Cowboys and White Boys

I was the Master at Arms in my Bootcamp Company at this time back in 1973.

Bootcamp in San Diego CA. At the NTC (Naval Training Command). Where I first came across Bill Brandon – but that’s another story – which I covered here.

Being the Master at Arms meant that my job was to police the barracks with my early-early-early morning crew of about 15 or so (this was a long time ago) to go get chow (breakfast) early-early-early somewhere around dark-thirty – before the rest of the Company awoke – so that my crew would clean the barracks (home away from home) while the rest of the company got chow at the mess hall (dining facilities) at the NTC – before they would go off and do bootcamp things.

I can’t tell you what they did – because I was never with them.
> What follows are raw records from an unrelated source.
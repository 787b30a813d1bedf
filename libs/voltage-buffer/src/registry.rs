//! Shared MQTT sessions
//!
//! Publishers that target the same broker (same `MqttSettings::broker_key`)
//! share one `MqttConnection`. The registry is owned by the service and
//! counts leases explicitly; the session is closed when the last lease is
//! released.

use parking_lot::Mutex;
use std::collections::HashMap;
use std::sync::Arc;
use tracing::{debug, info};

use crate::connection::BrokerConnection;
use crate::error::ConfigError;
use crate::mqtt::{MqttConnection, MqttSettings};

struct Entry {
    connection: Arc<MqttConnection>,
    leases: usize,
}

/// Reference-counted map of broker key to MQTT session
#[derive(Default)]
pub struct ConnectionRegistry {
    entries: Mutex<HashMap<String, Entry>>,
}

impl ConnectionRegistry {
    pub fn new() -> Arc<Self> {
        Arc::new(Self::default())
    }

    /// Get the session for `settings`, connecting on first use.
    ///
    /// Settings that only differ in will messages or timeouts still share
    /// the first session created for that broker key.
    pub fn acquire(self: &Arc<Self>, settings: &MqttSettings) -> Result<ConnectionLease, ConfigError> {
        let key = settings.broker_key();
        let mut entries = self.entries.lock();

        let connection = match entries.get_mut(&key) {
            Some(entry) => {
                entry.leases += 1;
                debug!(broker = %key, leases = entry.leases, "Reusing MQTT session");
                Arc::clone(&entry.connection)
            },
            None => {
                let connection = MqttConnection::connect(settings)?;
                entries.insert(
                    key.clone(),
                    Entry {
                        connection: Arc::clone(&connection),
                        leases: 1,
                    },
                );
                connection
            },
        };

        Ok(ConnectionLease {
            registry: Arc::clone(self),
            key,
            connection: Some(connection),
        })
    }

    /// Number of distinct sessions
    pub fn len(&self) -> usize {
        self.entries.lock().len()
    }

    pub fn is_empty(&self) -> bool {
        self.entries.lock().is_empty()
    }

    pub fn lease_count(&self, settings: &MqttSettings) -> usize {
        self.entries
            .lock()
            .get(&settings.broker_key())
            .map_or(0, |e| e.leases)
    }

    /// Drop one lease; returns the session if it was the last one.
    fn release_key(&self, key: &str) -> Option<Arc<MqttConnection>> {
        let mut entries = self.entries.lock();
        let entry = entries.get_mut(key)?;
        entry.leases = entry.leases.saturating_sub(1);
        if entry.leases > 0 {
            return None;
        }
        entries.remove(key).map(|e| e.connection)
    }
}

/// A counted handle to a shared session
pub struct ConnectionLease {
    registry: Arc<ConnectionRegistry>,
    key: String,
    connection: Option<Arc<MqttConnection>>,
}

impl ConnectionLease {
    pub fn connection(&self) -> Option<&Arc<MqttConnection>> {
        self.connection.as_ref()
    }

    /// Connection as the trait object publishers take
    pub fn broker_connection(&self) -> Option<Arc<dyn BrokerConnection>> {
        self.connection
            .as_ref()
            .map(|c| Arc::clone(c) as Arc<dyn BrokerConnection>)
    }

    /// Give the lease back. The last lease disconnects cleanly.
    pub async fn release(mut self) {
        if self.connection.take().is_none() {
            return;
        }
        if let Some(connection) = self.registry.release_key(&self.key) {
            info!(broker = %self.key, "Last lease released, closing MQTT session");
            connection.disconnect().await;
        }
    }
}

impl Drop for ConnectionLease {
    fn drop(&mut self) {
        if self.connection.take().is_none() {
            return;
        }
        if let Some(connection) = self.registry.release_key(&self.key) {
            debug!(broker = %self.key, "Last lease dropped, aborting MQTT session");
            connection.abort();
        }
    }
}
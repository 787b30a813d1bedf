//! Bounded in-memory FIFO of pending messages
//!
//! The queue only tracks its byte size. It never evicts on its own: the
//! publisher decides between spilling to disk and dropping the oldest entry.

use std::collections::VecDeque;

use crate::message::OutboundMessage;

/// FIFO of pending messages with a running payload byte count.
///
/// Invariant: `size_bytes == sum(payload_len)` after every operation.
#[derive(Debug, Default)]
pub struct MemoryQueue {
    messages: VecDeque<OutboundMessage>,
    size_bytes: u64,
}

impl MemoryQueue {
    pub fn new() -> Self {
        Self::default()
    }

    /// Append a message at the tail.
    pub fn enqueue(&mut self, msg: OutboundMessage) {
        self.size_bytes += msg.payload_len();
        self.messages.push_back(msg);
    }

    /// Remove and return the oldest message.
    pub fn dequeue_oldest(&mut self) -> Option<OutboundMessage> {
        let msg = self.messages.pop_front()?;
        self.size_bytes -= msg.payload_len();
        Some(msg)
    }

    /// Put a message back at the head, ahead of everything else.
    ///
    /// Only valid for a message that was just taken with `dequeue_oldest`
    /// under the same lock, so the byte limit still holds.
    pub fn requeue_front(&mut self, msg: OutboundMessage) {
        self.size_bytes += msg.payload_len();
        self.messages.push_front(msg);
    }

    pub fn peek_oldest(&self) -> Option<&OutboundMessage> {
        self.messages.front()
    }

    /// Total payload bytes currently queued
    pub fn peek_size(&self) -> u64 {
        self.size_bytes
    }

    pub fn is_empty(&self) -> bool {
        self.messages.is_empty()
    }

    pub fn len(&self) -> usize {
        self.messages.len()
    }

    /// Drop everything, returning the number of discarded messages.
    pub fn clear(&mut self) -> usize {
        let count = self.messages.len();
        self.messages.clear();
        self.size_bytes = 0;
        count
    }

    pub fn iter(&self) -> impl Iterator<Item = &OutboundMessage> {
        self.messages.iter()
    }
}

#[cfg(test)]
#[allow(clippy::disallowed_methods)] // Test code - unwrap is acceptable
mod tests {
    use super::*;

    fn msg(key: &str, size: usize) -> OutboundMessage {
        OutboundMessage::new(key, vec![b'x'; size])
    }

    #[test]
    fn test_enqueue_tracks_size() {
        let mut queue = MemoryQueue::new();
        queue.enqueue(msg("a", 10));
        queue.enqueue(msg("b", 25));

        assert_eq!(queue.len(), 2);
        assert_eq!(queue.peek_size(), 35);
        assert!(!queue.is_empty());
    }

    #[test]
    fn test_dequeue_is_fifo() {
        let mut queue = MemoryQueue::new();
        queue.enqueue(msg("first", 1));
        queue.enqueue(msg("second", 2));
        queue.enqueue(msg("third", 3));

        assert_eq!(queue.dequeue_oldest().unwrap().routing_key(), "first");
        assert_eq!(queue.peek_size(), 5);
        assert_eq!(queue.dequeue_oldest().unwrap().routing_key(), "second");
        assert_eq!(queue.dequeue_oldest().unwrap().routing_key(), "third");
        assert!(queue.dequeue_oldest().is_none());
        assert_eq!(queue.peek_size(), 0);
    }

    #[test]
    fn test_requeue_front_restores_order() {
        let mut queue = MemoryQueue::new();
        queue.enqueue(msg("first", 4));
        queue.enqueue(msg("second", 4));

        let head = queue.dequeue_oldest().unwrap();
        queue.requeue_front(head);

        assert_eq!(queue.peek_oldest().unwrap().routing_key(), "first");
        assert_eq!(queue.peek_size(), 8);
    }

    #[test]
    fn test_clear_resets_size() {
        let mut queue = MemoryQueue::new();
        queue.enqueue(msg("a", 100));
        queue.enqueue(msg("b", 100));

        assert_eq!(queue.clear(), 2);
        assert!(queue.is_empty());
        assert_eq!(queue.peek_size(), 0);
    }

    #[test]
    fn test_size_matches_sum_of_payloads() {
        let mut queue = MemoryQueue::new();
        for i in 0..50 {
            queue.enqueue(msg("k", i));
            if i % 3 == 0 {
                queue.dequeue_oldest();
            }
            let sum: u64 = queue.iter().map(OutboundMessage::payload_len).sum();
            assert_eq!(sum, queue.peek_size());
        }
    }
}
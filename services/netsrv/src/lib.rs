//! Network Service (netsrv)
//!
//! Forwards telemetry readings and channel writes to MQTT brokers. Every
//! logger and driver publishes through its own `DurablePublisher`, so data
//! produced during a broker outage is buffered in memory, spilled to disk
//! when the memory cap is reached, and replayed in order on reconnect.

pub mod config;
pub mod driver;
pub mod error;
pub mod formatter;
pub mod logger;
mod outbound;
pub mod reading;
pub mod service;

pub use config::{EndpointConfig, LoggingSettings, NetsrvConfig};
pub use driver::TelemetryDriver;
pub use error::{NetsrvError, Result};
pub use formatter::{PayloadSerializer, SerializerRegistry};
pub use logger::TelemetryLogger;
pub use reading::{ChannelWrite, InputLine, Reading};
pub use service::NetworkService;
I was back at the barracks.

In the barracks after Worm Island – NTC San Diego.
I’ve got 2 stipes because of my test scores before entering the Navy – for those sharp enough to catch that.

We were on Worm Island – where one spent the first half of bootcamp before getting off that “island” and moving to where-I-don’t-remember.

I was back at the barracks awaiting The Daily Inspection.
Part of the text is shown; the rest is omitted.